Today however, I feel compelled to shut the front door on all the chaos of our political hell-scape, and instead write a short article about friends. Best friends, really. Not the particulars about my best friend — we shall call him, Peter — but the bonus points in life you generally receive if you’ve been lucky enough to have developed a best-friendship along your way.
Often some shared experience, some trial or tribulation to overcome is the catalyst for bonding, but there are times when two people hit it off for no apparent reason at all — like me and Pete. I met Peter freshman year in high school, and the first thing I ever said to him was, “What the fuck is your fucking problem?”
He was blocking my path. We have been besties ever since.
The boon of my friendship with Peter — plucked from a truly long list of gifts received — is what I imagine to be a benefit of all great friendships, and that is the life-long infusion of positivity; or mutual positive reinforcement. You might be inclined to think the author of American Shithole to be a misanthrope; this is not true.
It is through this powerful friendship — present throughout part of my childhood, and all of my adult life — that I have remained positive in disposition, even when I was suffering the most. The buffer this relationship has provided to the nastier elements life has to offer, is only now coming into focus as I gaze into the rearview.
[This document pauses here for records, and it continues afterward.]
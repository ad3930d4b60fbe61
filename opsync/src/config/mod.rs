//! Configuration system for the `opsync` client.
//!
//! Supports layered configuration with the following priority (highest first):
//! 1. CLI arguments
//! 2. Environment variables (via clap `env` attribute)
//! 3. TOML config file (`~/.config/opsync/config.toml`)
//! 4. Compiled defaults
//!
//! Missing config file is not an error (defaults are used). An explicit
//! `--config` path that doesn't exist is an error.

use std::net::Ipv4Addr;
use std::path::PathBuf;
use std::time::Duration;

use crate::identity::Identity;
use crate::sync::RetentionPolicy;

/// Errors that can occur when loading configuration.
#[derive(Debug, thiserror::Error)]
pub enum ConfigError {
    /// Failed to read the configuration file.
    #[error("failed to read config file {path}: {source}")]
    ReadFile {
        /// Path that was attempted.
        path: PathBuf,
        /// Underlying I/O error.
        source: std::io::Error,
    },

    /// Failed to parse the TOML configuration.
    #[error("failed to parse config file: {0}")]
    ParseToml(#[from] toml::de::Error),

    /// A value parsed but is not usable.
    #[error("invalid value for {field}: {reason}")]
    Invalid {
        /// Dotted path of the offending setting.
        field: &'static str,
        /// What is wrong with it.
        reason: String,
    },
}

// ---------------------------------------------------------------------------
// TOML file structs (all fields Option for partial overrides)
// ---------------------------------------------------------------------------

/// Top-level TOML config file structure.
#[derive(Debug, Default, serde::Deserialize)]
#[serde(default)]
struct ConfigFile {
    identity: IdentityFileConfig,
    store: StoreFileConfig,
    remote: RemoteFileConfig,
    peer: PeerFileConfig,
    retention: RetentionFileConfig,
    messages: MessagesFileConfig,
}

/// `[identity]` section of the config file.
#[derive(Debug, Default, serde::Deserialize)]
#[serde(default)]
struct IdentityFileConfig {
    user_id: Option<String>,
    display_name: Option<String>,
    role: Option<String>,
}

/// `[store]` section of the config file.
#[derive(Debug, Default, serde::Deserialize)]
#[serde(default)]
struct StoreFileConfig {
    data_dir: Option<PathBuf>,
    sqlite: Option<bool>,
}

/// `[remote]` section of the config file.
#[derive(Debug, Default, serde::Deserialize)]
#[serde(default)]
struct RemoteFileConfig {
    url: Option<String>,
    timeout_secs: Option<u64>,
    poll_interval_secs: Option<u64>,
    fetch_limit: Option<u32>,
}

/// `[peer]` section of the config file.
#[derive(Debug, Default, serde::Deserialize)]
#[serde(default)]
struct PeerFileConfig {
    enabled: Option<bool>,
    group: Option<Ipv4Addr>,
    port: Option<u16>,
}

/// `[retention]` section of the config file.
#[derive(Debug, Default, serde::Deserialize)]
#[serde(default)]
struct RetentionFileConfig {
    archive_days: Option<i64>,
    visibility_days: Option<i64>,
}

/// `[messages]` section of the config file.
#[derive(Debug, Default, serde::Deserialize)]
#[serde(default)]
struct MessagesFileConfig {
    dedup_window_secs: Option<u64>,
    history_limit: Option<usize>,
    max_task_text_len: Option<usize>,
}

// ---------------------------------------------------------------------------
// Resolved configuration (concrete types, all fields populated)
// ---------------------------------------------------------------------------

/// Remote realtime store settings.
#[derive(Debug, Clone, PartialEq, Eq)]
pub struct RemoteConfig {
    /// WebSocket URL of the remote store. `None` runs local + peer only.
    pub url: Option<String>,
    /// Bound on every remote call, connect included.
    pub timeout: Duration,
    /// Interval of the fallback pull while the push feed is down.
    pub poll_interval: Duration,
    /// Maximum rows fetched per pull.
    pub fetch_limit: u32,
}

impl Default for RemoteConfig {
    fn default() -> Self {
        Self {
            url: None,
            timeout: Duration::from_secs(10),
            poll_interval: Duration::from_secs(20),
            fetch_limit: 500,
        }
    }
}

/// Peer broadcast channel settings.
#[derive(Debug, Clone, PartialEq, Eq)]
pub struct PeerConfig {
    /// Whether to join the multicast group at all.
    pub enabled: bool,
    /// IPv4 multicast group.
    pub group: Ipv4Addr,
    /// UDP port shared by every peer.
    pub port: u16,
}

impl Default for PeerConfig {
    fn default() -> Self {
        Self {
            enabled: true,
            group: Ipv4Addr::new(239, 255, 42, 99),
            port: 47474,
        }
    }
}

/// Fully resolved client configuration.
#[derive(Debug, Clone)]
pub struct SyncConfig {
    // -- Identity --
    /// Acting user.
    pub identity: Identity,

    // -- Store --
    /// Directory holding the blob store and the `SQLite` database.
    pub data_dir: PathBuf,
    /// Whether to open the queryable `SQLite` store.
    pub sqlite: bool,

    // -- Transports --
    /// Remote store settings.
    pub remote: RemoteConfig,
    /// Peer channel settings.
    pub peer: PeerConfig,

    // -- Merge --
    /// Archive and visibility windows.
    pub retention: RetentionPolicy,
    /// Window within which a remote message is matched to an optimistic copy.
    pub dedup_window: Duration,
    /// Maximum messages returned by the messages view.
    pub history_limit: usize,
    /// Maximum task text length in characters.
    pub max_task_text_len: usize,
}

impl Default for SyncConfig {
    fn default() -> Self {
        Self {
            identity: Identity::default(),
            data_dir: dirs::data_dir()
                .unwrap_or_else(std::env::temp_dir)
                .join("opsync"),
            sqlite: true,
            remote: RemoteConfig::default(),
            peer: PeerConfig::default(),
            retention: RetentionPolicy::default(),
            dedup_window: Duration::from_secs(5),
            history_limit: 500,
            max_task_text_len: 1000,
        }
    }
}

impl SyncConfig {
    /// Load configuration by merging CLI args, env vars, and a TOML file.
    ///
    /// If `--config` is given and the file does not exist, returns an error.
    /// If no `--config` is given, the default path
    /// (`~/.config/opsync/config.toml`) is tried and silently ignored if
    /// missing.
    ///
    /// # Errors
    ///
    /// Returns [`ConfigError`] if the explicit config file cannot be read
    /// or parsed, or if a retention window is negative.
    pub fn load(cli: &CliArgs) -> Result<Self, ConfigError> {
        let file = load_config_file(cli.config.as_deref())?;
        Self::resolve(cli, &file)
    }

    /// Resolve a `SyncConfig` from CLI args and a parsed config file.
    ///
    /// Priority: CLI > file > default.
    fn resolve(cli: &CliArgs, file: &ConfigFile) -> Result<Self, ConfigError> {
        let defaults = Self::default();

        let archive_days = file
            .retention
            .archive_days
            .unwrap_or(RetentionPolicy::DEFAULT_ARCHIVE_DAYS);
        let visibility_days = file
            .retention
            .visibility_days
            .unwrap_or(RetentionPolicy::DEFAULT_VISIBILITY_DAYS);
        if archive_days < 0 {
            return Err(ConfigError::Invalid {
                field: "retention.archive_days",
                reason: format!("{archive_days} is negative"),
            });
        }
        if visibility_days < 0 {
            return Err(ConfigError::Invalid {
                field: "retention.visibility_days",
                reason: format!("{visibility_days} is negative"),
            });
        }

        Ok(Self {
            identity: Identity {
                user_id: cli
                    .user_id
                    .clone()
                    .or_else(|| file.identity.user_id.clone())
                    .unwrap_or(defaults.identity.user_id),
                display_name: cli
                    .display_name
                    .clone()
                    .or_else(|| file.identity.display_name.clone())
                    .unwrap_or(defaults.identity.display_name),
                role: cli
                    .role
                    .clone()
                    .or_else(|| file.identity.role.clone())
                    .unwrap_or(defaults.identity.role),
            },
            data_dir: cli
                .data_dir
                .clone()
                .or_else(|| file.store.data_dir.clone())
                .unwrap_or(defaults.data_dir),
            sqlite: !cli.no_sqlite && file.store.sqlite.unwrap_or(defaults.sqlite),
            remote: RemoteConfig {
                url: cli.remote_url.clone().or_else(|| file.remote.url.clone()),
                timeout: file
                    .remote
                    .timeout_secs
                    .map_or(defaults.remote.timeout, Duration::from_secs),
                poll_interval: file
                    .remote
                    .poll_interval_secs
                    .map_or(defaults.remote.poll_interval, Duration::from_secs),
                fetch_limit: file
                    .remote
                    .fetch_limit
                    .unwrap_or(defaults.remote.fetch_limit),
            },
            peer: PeerConfig {
                enabled: !cli.no_peer && file.peer.enabled.unwrap_or(defaults.peer.enabled),
                group: file.peer.group.unwrap_or(defaults.peer.group),
                port: file.peer.port.unwrap_or(defaults.peer.port),
            },
            retention: RetentionPolicy::from_days(archive_days, visibility_days),
            dedup_window: file
                .messages
                .dedup_window_secs
                .map_or(defaults.dedup_window, Duration::from_secs),
            history_limit: file
                .messages
                .history_limit
                .unwrap_or(defaults.history_limit),
            max_task_text_len: file
                .messages
                .max_task_text_len
                .unwrap_or(defaults.max_task_text_len),
        })
    }
}

/// CLI arguments parsed by clap.
#[derive(clap::Parser, Debug, Default)]
#[command(version, about = "Offline-first shared tasks and messages")]
pub struct CliArgs {
    /// WebSocket URL of the remote store.
    #[arg(long, env = "OPSYNC_REMOTE_URL")]
    pub remote_url: Option<String>,

    /// Acting user id (a UUID for remote attribution).
    #[arg(long, env = "OPSYNC_USER_ID")]
    pub user_id: Option<String>,

    /// Display name shown on sent messages.
    #[arg(long, env = "OPSYNC_DISPLAY_NAME")]
    pub display_name: Option<String>,

    /// Role tag used for task routing.
    #[arg(long, env = "OPSYNC_ROLE")]
    pub role: Option<String>,

    /// Directory for local stores (default: platform data dir + `opsync`).
    #[arg(long, env = "OPSYNC_DATA_DIR")]
    pub data_dir: Option<PathBuf>,

    /// Disable the same-network peer channel.
    #[arg(long)]
    pub no_peer: bool,

    /// Disable the queryable `SQLite` store (blob store only).
    #[arg(long)]
    pub no_sqlite: bool,

    /// Path to config file (default: `~/.config/opsync/config.toml`).
    #[arg(short, long)]
    pub config: Option<PathBuf>,

    /// Log level filter (trace, debug, info, warn, error).
    #[arg(long, default_value = "info", env = "OPSYNC_LOG")]
    pub log_level: String,

    /// Path to log file (default: `$TMPDIR/opsync.log`).
    #[arg(long)]
    pub log_file: Option<PathBuf>,

    /// What to do. Defaults to listing tasks.
    #[command(subcommand)]
    pub command: Option<Command>,
}

/// CLI subcommands.
#[derive(clap::Subcommand, Debug, Clone, PartialEq, Eq)]
pub enum Command {
    /// List visible tasks.
    Tasks {
        /// Only tasks routed to this role (or to everyone).
        #[arg(long)]
        role: Option<String>,
    },
    /// Create a task.
    Add {
        /// Task text.
        text: String,
        /// Assignee label.
        #[arg(long, default_value = "")]
        assignee: String,
        /// Target role tag.
        #[arg(long, default_value = opsync_proto::task::ROLE_ALL)]
        role: String,
    },
    /// Mark a task completed (or open again with `--open`).
    Toggle {
        /// Task id.
        id: String,
        /// Reopen instead of completing.
        #[arg(long)]
        open: bool,
    },
    /// Replace a task's text.
    Edit {
        /// Task id.
        id: String,
        /// New text.
        text: String,
    },
    /// Delete a task.
    Delete {
        /// Task id.
        id: String,
    },
    /// List recent messages.
    Messages {
        /// How many of the newest messages to show.
        #[arg(long, default_value_t = 50)]
        limit: usize,
    },
    /// Send a message.
    Send {
        /// Message body.
        content: String,
        /// Recipient user id; omit for the whole group.
        #[arg(long)]
        to: Option<String>,
        /// Payload kind (text, image, file, audio).
        #[arg(long, default_value = "text")]
        kind: opsync_proto::MessageKind,
    },
    /// Print every change until interrupted.
    Watch,
}

// ---------------------------------------------------------------------------
// Internal helpers
// ---------------------------------------------------------------------------

/// Load and parse a TOML config file.
///
/// If `explicit_path` is `Some`, the file must exist (error if not).
/// If `explicit_path` is `None`, the default path is tried and missing file
/// is treated as empty config.
fn load_config_file(explicit_path: Option<&std::path::Path>) -> Result<ConfigFile, ConfigError> {
    let path = if let Some(p) = explicit_path {
        let contents = std::fs::read_to_string(p).map_err(|e| ConfigError::ReadFile {
            path: p.to_path_buf(),
            source: e,
        })?;
        return Ok(toml::from_str(&contents)?);
    } else {
        let Some(config_dir) = dirs::config_dir() else {
            return Ok(ConfigFile::default());
        };
        config_dir.join("opsync").join("config.toml")
    };

    match std::fs::read_to_string(&path) {
        Ok(contents) => Ok(toml::from_str(&contents)?),
        Err(e) if e.kind() == std::io::ErrorKind::NotFound => Ok(ConfigFile::default()),
        Err(e) => Err(ConfigError::ReadFile { path, source: e }),
    }
}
Of the many bonding experiences that I have catalogued for an eventual return to my home planet, I fondly recall the earliest events with Pete most often, one of which I would like to share with you.
It was late August 1984, the blissfully worry-free days following our junior year of high school. We lived in the Chicago suburbs, and in those times, summers were mostly, if not wholly uneventful. Life was downright boring.
When I had returned from a visit to Albuquerque, our days and nights prior to senior year were spent playing D&D and watching movies, mostly. In those days I would actually go to the movies — you sort of had to — and the two of us would often end up at the long since demolished Tradewinds Cinema.
Tradewinds was one of those strip mall theaters of the ’80s that you could pay a buck or so, and see a film that premiered a few months earlier. The kind of theater where people would get stoned and drunk for the midnight double feature of Led Zeppelin’s The Song Remains The Same, and Pink Floyd’s The Wall. Also me.
Peter and I found ourselves in a largely empty theater one August afternoon, with the only other patrons nearby being a couple sitting a few rows from us. The film on the reel was Top Secret!, with Val Kilmer, and we have never laughed that hard in our lives. Even to this day, I cannot remember ever having laughed like that.
The movie was pretty funny as well — I have seen it since, although I wasn’t capable of paying much attention at the time. It wasn’t Kilmer’s precocious (s)mug that was cause for so much joy, it was the intermittent exchange between the couple a few rows away. Let’s call them Fred and Alice. Fred had been shifting uncomfortably in his chair, breathing heavily ever since the opening credits. Then he started moaning, and doubling over.
“Ooh, aarrgh, oh sweet lord. Oh god,” Fred cried out.
“Honey, enough,” Alice chastised, under her breath.
Fred shifted and groaned, writhing in his seat, while Alice continued to berate him in hushed tones.
“I can’t, I can’t…” Fred whispered, as he shook his head back and forth.
“Oh honey, no!” Alice pleaded.
It was at that point that Fred cut loose the mother of all farts right there in the theater. I mean, it reverberated.
The two boys sitting a few rows away, had their brains set on fire with delight. It was that perfect kind of laughter that cannot be stifled, from that perfect storm of both unexpected hilarity and an inappropriate environment or situation. Fred might as well have farted in church. This routine continued shortly after we recovered from the initial waves of laughter and exhaustion.
“The pressure, it burns. I can’t. I… oh noooo…”
“Oh honey, not again!”
Again Fred would release the Kraken. Again the boys would squirm and squeal making every attempt possible not to explode with laughter. I remember at one point sliding down my chair onto the filthy Tradewinds theater floor, in fits and spasms as I rolled around in who knows what. This went on and on, and every second of it was a delight.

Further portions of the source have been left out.